We tested various possible mechanisms that could account for our observation that origin activity is regulated locally. First, we sought to exclude the possibility that the replication machinery proteins function in a species-specific manner in the S. bayanus/S. cerevisiae hybrid, since this would give a false impression of local regulation. To test this we generated hybrid strains in which the S. cerevisiae copy of essential replication genes (MCM4, MCM5, ORC1, CDC7, and CDC9) were deleted. In each case the deletion strains were viable and had a normal DNA content (Supplemental Fig. S17), indicating that the S. bayanus replication machinery can complement the S. cerevisiae deletions and replicate the S. cerevisiae half of the hybrid genome. Second, we noted that one of the genes adjacent to ARS1212 (GAL2/YLR081W) is duplicated in S. bayanus, raising the possibility that ARS1212 is also duplicated (Supplemental Fig. S18). The presence of two close origins could then account for the observed (locally regulated) difference in replication time. However, we noted that this gene is not duplicated in either S. paradoxus or S. arboricolus, which replicate this region early, and therefore this hypothesis could not account for the changed replication time in these species. To exclude the presence of a second active origin in S. bayanus, we performed ARS assays across this region. We detected ARS activity in the S. bayanus intergene that is syntenic with S. cerevisiae ARS1212, but not in either of the adjacent intergenes (Supplemental Fig. S18). Therefore, there has not been a duplication of this origin and this hypothesis cannot account for the altered replication time. Finally, we looked to see whether differences in gene expression between S. cerevisiae and S. bayanus (Tsankov et al. 2010) correlated with changes in replication time. We found no correlation between differences in gene expression and differences in replication time either genome wide or close to origins with altered replication dynamics (data not shown). We conclude that, as yet unknown, local sequence-based mechanisms can have a substantial impact on replication origin activity.

Early telomere replication in a hybrid

We found that replication profiles from hybrid and nonhybrid diploids are virtually identical; however, one global difference was apparent. On almost every chromosome, we observed earlier telomere replication in the hybrid than the nonhybrid diploids (Fig. 4B,D; Supplemental Fig. S13).
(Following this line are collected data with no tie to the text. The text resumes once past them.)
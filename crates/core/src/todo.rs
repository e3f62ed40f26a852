//! Todo document model and the request types that create and patch it.

use chrono::{DateTime, Utc};
use serde::{Deserialize, Serialize};
use std::fmt;
use std::str::FromStr;

use crate::error::ValidationError;
use crate::ids::{ListId, TodoId, UserId};

/// Longest accepted todo title, in characters.
pub const MAX_TITLE_LEN: usize = 200;
/// Longest accepted todo description, in characters.
pub const MAX_DESCRIPTION_LEN: usize = 1000;
/// Most tags a single todo may carry.
pub const MAX_TAGS: usize = 10;
/// Longest accepted tag, in characters.
pub const MAX_TAG_LEN: usize = 50;

/// Todo priority. Ordering is `Low < Medium < High` so sorts can derive from it.
#[derive(Debug, Clone, Copy, PartialEq, Eq, PartialOrd, Ord, Hash, Serialize, Deserialize)]
#[serde(rename_all = "lowercase")]
pub enum Priority {
    Low,
    Medium,
    High,
}

impl Default for Priority {
    fn default() -> Self {
        Priority::Medium
    }
}

impl fmt::Display for Priority {
    fn fmt(&self, f: &mut fmt::Formatter<'_>) -> fmt::Result {
        let s = match self {
            Priority::Low => "low",
            Priority::Medium => "medium",
            Priority::High => "high",
        };
        f.write_str(s)
    }
}

impl FromStr for Priority {
    type Err = ValidationError;

    fn from_str(s: &str) -> Result<Self, Self::Err> {
        match s {
            "low" => Ok(Priority::Low),
            "medium" => Ok(Priority::Medium),
            "high" => Ok(Priority::High),
            other => Err(ValidationError::new(format!(
                "unknown priority '{other}', expected low, medium or high"
            ))),
        }
    }
}

/// A single todo item, owned by a user and positioned inside one list.
///
/// `sort_order` is unique within the list but may contain gaps after
/// deletions. Counters on the owning [`crate::List`] are derived from the
/// todos and never authoritative on their own.
#[derive(Debug, Clone, PartialEq, Serialize, Deserialize)]
pub struct Todo {
    pub id: TodoId,
    pub list_id: ListId,
    pub user_id: UserId,
    pub title: String,
    pub description: String,
    pub priority: Priority,
    pub due_date: Option<DateTime<Utc>>,
    pub tags: Vec<String>,
    pub completed: bool,
    pub completed_at: Option<DateTime<Utc>>,
    /// Position within the owning list, zero-based.
    pub sort_order: u32,
    pub estimated_minutes: Option<u32>,
    pub actual_minutes: Option<u32>,
    pub created_at: DateTime<Utc>,
    pub updated_at: DateTime<Utc>,
}

impl Todo {
    /// An incomplete todo whose due date lies strictly in the past.
    pub fn is_overdue(&self, now: DateTime<Utc>) -> bool {
        !self.completed && self.due_date.is_some_and(|due| due < now)
    }

    /// Applies a validated patch, maintaining the completion timestamp.
    pub fn apply_patch(&mut self, patch: TodoPatch, now: DateTime<Utc>) {
        if let Some(title) = patch.title {
            self.title = title;
        }
        if let Some(description) = patch.description {
            self.description = description;
        }
        if let Some(priority) = patch.priority {
            self.priority = priority;
        }
        if let Some(due_date) = patch.due_date {
            self.due_date = due_date;
        }
        if let Some(tags) = patch.tags {
            self.tags = tags;
        }
        if let Some(estimated) = patch.estimated_minutes {
            self.estimated_minutes = estimated;
        }
        if let Some(actual) = patch.actual_minutes {
            self.actual_minutes = actual;
        }
        if let Some(completed) = patch.completed {
            if completed && !self.completed {
                self.completed_at = Some(now);
            } else if !completed {
                self.completed_at = None;
            }
            self.completed = completed;
        }
        self.updated_at = now;
    }
}

/// Fields accepted when creating a todo.
#[derive(Debug, Clone, Default)]
pub struct NewTodo {
    pub title: String,
    pub description: Option<String>,
    pub priority: Option<Priority>,
    pub due_date: Option<DateTime<Utc>>,
    pub tags: Option<Vec<String>>,
    pub estimated_minutes: Option<u32>,
}

impl NewTodo {
    pub fn new(title: impl Into<String>) -> Self {
        Self {
            title: title.into(),
            ..Self::default()
        }
    }

    /// Trims free-text fields and checks every limit, returning the cleaned
    /// request on success.
    pub fn validated(mut self) -> Result<Self, ValidationError> {
        self.title = validate_title(&self.title)?;
        if let Some(description) = self.description {
            self.description = Some(validate_description(&description)?);
        }
        if let Some(tags) = self.tags {
            self.tags = Some(validate_tags(tags)?);
        }
        if let Some(estimated) = self.estimated_minutes {
            validate_minutes("estimated_minutes", estimated)?;
        }
        Ok(self)
    }
}

/// Partial update for a todo. `None` leaves a field untouched; the nested
/// options distinguish "clear the value" from "leave it alone".
#[derive(Debug, Clone, Default)]
pub struct TodoPatch {
    pub title: Option<String>,
    pub description: Option<String>,
    pub priority: Option<Priority>,
    pub due_date: Option<Option<DateTime<Utc>>>,
    pub tags: Option<Vec<String>>,
    pub completed: Option<bool>,
    pub estimated_minutes: Option<Option<u32>>,
    pub actual_minutes: Option<Option<u32>>,
}

impl TodoPatch {
    pub fn is_empty(&self) -> bool {
        self.title.is_none()
            && self.description.is_none()
            && self.priority.is_none()
            && self.due_date.is_none()
            && self.tags.is_none()
            && self.completed.is_none()
            && self.estimated_minutes.is_none()
            && self.actual_minutes.is_none()
    }

    /// Trims and checks the fields that are present, returning the cleaned
    /// patch on success.
    pub fn validated(mut self) -> Result<Self, ValidationError> {
        if let Some(title) = self.title {
            self.title = Some(validate_title(&title)?);
        }
        if let Some(description) = self.description {
            self.description = Some(validate_description(&description)?);
        }
        if let Some(tags) = self.tags {
            self.tags = Some(validate_tags(tags)?);
        }
        if let Some(Some(estimated)) = self.estimated_minutes {
            validate_minutes("estimated_minutes", estimated)?;
        }
        if let Some(Some(actual)) = self.actual_minutes {
            validate_minutes("actual_minutes", actual)?;
        }
        Ok(self)
    }
}

fn validate_title(title: &str) -> Result<String, ValidationError> {
    let title = title.trim();
    if title.is_empty() {
        return Err(ValidationError::new("title must not be empty"));
    }
    if title.chars().count() > MAX_TITLE_LEN {
        return Err(ValidationError::new(format!(
            "title must be at most {MAX_TITLE_LEN} characters"
        )));
    }
    Ok(title.to_string())
}

fn validate_description(description: &str) -> Result<String, ValidationError> {
    let description = description.trim();
    if description.chars().count() > MAX_DESCRIPTION_LEN {
        return Err(ValidationError::new(format!(
            "description must be at most {MAX_DESCRIPTION_LEN} characters"
        )));
    }
    Ok(description.to_string())
}

fn validate_tags(tags: Vec<String>) -> Result<Vec<String>, ValidationError> {
    if tags.len() > MAX_TAGS {
        return Err(ValidationError::new(format!(
            "at most {MAX_TAGS} tags are allowed"
        )));
    }
    let mut cleaned = Vec::with_capacity(tags.len());
    for tag in &tags {
        let tag = tag.trim();
        if tag.is_empty() {
            return Err(ValidationError::new("tags must not be empty"));
        }
        if tag.chars().count() > MAX_TAG_LEN {
            return Err(ValidationError::new(format!(
                "tag '{tag}' exceeds {MAX_TAG_LEN} characters"
            )));
        }
        if cleaned.iter().any(|seen: &String| seen == tag) {
            return Err(ValidationError::new(format!("duplicate tag '{tag}'")));
        }
        cleaned.push(tag.to_string());
    }
    Ok(cleaned)
}

fn validate_minutes(field: &str, minutes: u32) -> Result<(), ValidationError> {
    if minutes == 0 {
        return Err(ValidationError::new(format!(
            "{field} must be a positive number of minutes"
        )));
    }
    Ok(())
}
To quantify this effect we determined the difference in copy number (as a proxy for difference in replication time) between the S. cerevisiae diploid and the S. cerevisiae half of the hybrid. Plotting these differences in replication time against distance from the nearest telomere shows that the largest difference in replication time is observed at the chromosome ends, decreasing with distance from the telomere (Supplemental Fig. S19). The replication time of loci >100 kb from a telomere end are almost identical in the S. cerevisiae diploid and the S. cerevisiae half of the hybrid. This result is reminiscent of the changes in replication time observed in yKu mutants and other strains with shorter telomeres (Cosgrove et al. 2002; Bianchi and Shore 2007; Lian et al. 2011). Both the magnitude and extent of the effect is almost identical to that recently reported in a genome-wide timing study of a yku70 mutant (Lian et al. 2011). Telomere length has been reported to be shorter in S. cerevisiae/S. bayanus hybrids (Martin et al. 2009) and we confirmed this observation for our hybrid strain (Supplemental Fig. S20). Negative epistasis between genes involved in maintaining telomere length has previously been reported to result in short telomeres in highly diverged S. paradoxus lineages (Liti et al. 2009b) and a similar effect may be responsible for the shorter telomeres that we observe. In summary, the shorter telomeres in the hybrid offer an explanation for our observation of globally earlier replication of telomere proximal sequences in the hybrid strain.

Discussion

We report the first analysis of genome replication in multiple species within a single clade; the Saccharomyces sensu stricto clade. Comparison of the replication profiles from S. cerevisiae, S. paradoxus, S. arboricolus, and S. bayanus reveal a high degree of conservation in the replication timing program (Fig. 2). Therefore, in addition to replication origin sequences showing phylogenetic conservation (Nieduszynski et al. 2006), the functional activities of origins have also been conserved across this evolutionary distance. Our study provides evidence for the strong conservation of the three established global features of S. cerevisiae genome replication among the sensu stricto clade: early centromere replication, late telomere replication, and clusters or zones of early (or late) activating origins.

To allow analysis of replication profiles in multiple different species, we combined a FACS enrichment for replicating and nonreplicating cells (Koren et al. 2010a) with deep sequencing to measure DNA copy number. We find that the resulting replication profiles are reproducible and have low noise (standard deviation of ~5%). This methodology has allowed us to measure replication dynamics in wild diploid cells that would otherwise require manipulation to allow cell cycle synchronization. Our approach therefore allows us to analyze the replication profiles from hybrid strains. In the future this approach could be used to measure replication dynamics in almost any culturable organism with a reference genome.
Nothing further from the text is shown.